To do:
The answer must consist of every line in the records below that contains the string "Returns".

Records provided:
- - -

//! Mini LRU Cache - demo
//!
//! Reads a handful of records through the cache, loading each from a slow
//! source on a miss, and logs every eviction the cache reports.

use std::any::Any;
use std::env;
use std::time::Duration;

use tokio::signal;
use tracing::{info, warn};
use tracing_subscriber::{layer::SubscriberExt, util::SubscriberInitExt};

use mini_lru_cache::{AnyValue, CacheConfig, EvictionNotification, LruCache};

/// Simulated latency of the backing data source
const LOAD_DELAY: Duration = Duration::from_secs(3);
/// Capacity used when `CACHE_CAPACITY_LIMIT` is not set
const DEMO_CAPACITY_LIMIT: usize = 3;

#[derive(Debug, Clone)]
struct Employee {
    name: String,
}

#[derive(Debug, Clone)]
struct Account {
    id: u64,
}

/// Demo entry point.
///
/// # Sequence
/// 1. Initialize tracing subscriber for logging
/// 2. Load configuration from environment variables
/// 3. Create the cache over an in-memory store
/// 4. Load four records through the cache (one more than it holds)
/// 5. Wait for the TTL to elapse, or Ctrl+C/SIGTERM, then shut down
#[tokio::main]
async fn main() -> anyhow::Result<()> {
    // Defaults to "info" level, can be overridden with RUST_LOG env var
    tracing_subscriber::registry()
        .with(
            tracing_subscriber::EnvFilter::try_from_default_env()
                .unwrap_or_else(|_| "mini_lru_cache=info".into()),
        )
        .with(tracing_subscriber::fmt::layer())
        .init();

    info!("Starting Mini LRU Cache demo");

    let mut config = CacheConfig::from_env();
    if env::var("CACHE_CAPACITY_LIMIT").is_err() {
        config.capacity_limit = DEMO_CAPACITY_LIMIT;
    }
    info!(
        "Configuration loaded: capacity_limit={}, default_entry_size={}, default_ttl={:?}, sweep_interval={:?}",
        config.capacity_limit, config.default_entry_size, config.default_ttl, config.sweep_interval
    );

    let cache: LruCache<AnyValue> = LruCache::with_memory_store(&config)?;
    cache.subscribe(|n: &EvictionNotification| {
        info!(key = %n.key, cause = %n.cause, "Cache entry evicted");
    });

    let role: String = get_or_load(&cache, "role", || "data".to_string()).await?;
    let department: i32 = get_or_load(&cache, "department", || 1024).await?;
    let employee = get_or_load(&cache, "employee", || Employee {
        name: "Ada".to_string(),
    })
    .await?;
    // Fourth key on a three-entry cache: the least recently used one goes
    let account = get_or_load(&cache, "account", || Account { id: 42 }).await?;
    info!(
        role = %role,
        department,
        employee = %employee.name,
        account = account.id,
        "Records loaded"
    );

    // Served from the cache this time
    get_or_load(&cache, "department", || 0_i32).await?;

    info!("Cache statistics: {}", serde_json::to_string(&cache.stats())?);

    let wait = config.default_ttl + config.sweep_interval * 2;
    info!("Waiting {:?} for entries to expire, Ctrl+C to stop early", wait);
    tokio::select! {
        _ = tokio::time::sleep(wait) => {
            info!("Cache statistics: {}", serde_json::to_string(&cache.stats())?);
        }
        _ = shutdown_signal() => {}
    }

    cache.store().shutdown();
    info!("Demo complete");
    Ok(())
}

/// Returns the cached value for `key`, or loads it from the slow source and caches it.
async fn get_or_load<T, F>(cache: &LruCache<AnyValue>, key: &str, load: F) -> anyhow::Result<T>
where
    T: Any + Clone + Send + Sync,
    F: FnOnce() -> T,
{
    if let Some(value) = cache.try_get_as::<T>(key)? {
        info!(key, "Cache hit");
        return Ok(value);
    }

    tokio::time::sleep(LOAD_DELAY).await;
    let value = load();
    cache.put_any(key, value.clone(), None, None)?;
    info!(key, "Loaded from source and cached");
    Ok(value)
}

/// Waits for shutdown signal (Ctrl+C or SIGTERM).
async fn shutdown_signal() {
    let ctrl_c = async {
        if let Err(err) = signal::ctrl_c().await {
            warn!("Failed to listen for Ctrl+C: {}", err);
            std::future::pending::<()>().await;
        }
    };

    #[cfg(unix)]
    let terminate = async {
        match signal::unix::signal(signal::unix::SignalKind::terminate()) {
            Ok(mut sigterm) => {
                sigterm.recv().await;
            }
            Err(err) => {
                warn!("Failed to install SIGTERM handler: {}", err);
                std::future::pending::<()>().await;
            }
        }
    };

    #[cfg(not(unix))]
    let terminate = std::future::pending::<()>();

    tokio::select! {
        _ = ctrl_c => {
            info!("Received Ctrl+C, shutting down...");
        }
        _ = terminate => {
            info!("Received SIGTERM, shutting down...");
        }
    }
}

- - -

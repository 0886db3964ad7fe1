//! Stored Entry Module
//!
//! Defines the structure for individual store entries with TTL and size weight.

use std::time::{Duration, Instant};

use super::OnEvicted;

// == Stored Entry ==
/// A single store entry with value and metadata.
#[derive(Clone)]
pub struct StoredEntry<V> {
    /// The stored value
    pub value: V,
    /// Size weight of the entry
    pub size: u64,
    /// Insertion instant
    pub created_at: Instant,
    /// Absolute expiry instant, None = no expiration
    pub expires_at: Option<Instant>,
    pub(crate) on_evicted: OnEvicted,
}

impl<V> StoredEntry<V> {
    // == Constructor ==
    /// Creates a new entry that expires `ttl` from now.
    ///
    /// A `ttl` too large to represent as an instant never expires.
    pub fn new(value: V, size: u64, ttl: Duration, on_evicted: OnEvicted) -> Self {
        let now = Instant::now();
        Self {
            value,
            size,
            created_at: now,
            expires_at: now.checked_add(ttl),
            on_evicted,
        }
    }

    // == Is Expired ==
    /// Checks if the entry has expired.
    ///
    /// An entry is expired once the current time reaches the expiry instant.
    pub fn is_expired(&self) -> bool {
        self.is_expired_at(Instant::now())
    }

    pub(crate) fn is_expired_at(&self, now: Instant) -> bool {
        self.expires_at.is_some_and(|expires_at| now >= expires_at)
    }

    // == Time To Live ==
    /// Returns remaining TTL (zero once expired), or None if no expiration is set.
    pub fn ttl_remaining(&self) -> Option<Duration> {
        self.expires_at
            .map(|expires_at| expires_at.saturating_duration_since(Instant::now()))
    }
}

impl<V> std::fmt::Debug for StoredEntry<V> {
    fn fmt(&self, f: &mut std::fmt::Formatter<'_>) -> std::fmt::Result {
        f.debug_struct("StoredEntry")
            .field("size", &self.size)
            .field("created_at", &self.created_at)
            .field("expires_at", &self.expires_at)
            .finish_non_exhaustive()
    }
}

- - -

Exercise result:
/// Returns the cached value for `key`, or loads it from the slow source and caches it.
    /// Returns remaining TTL (zero once expired), or None if no expiration is set.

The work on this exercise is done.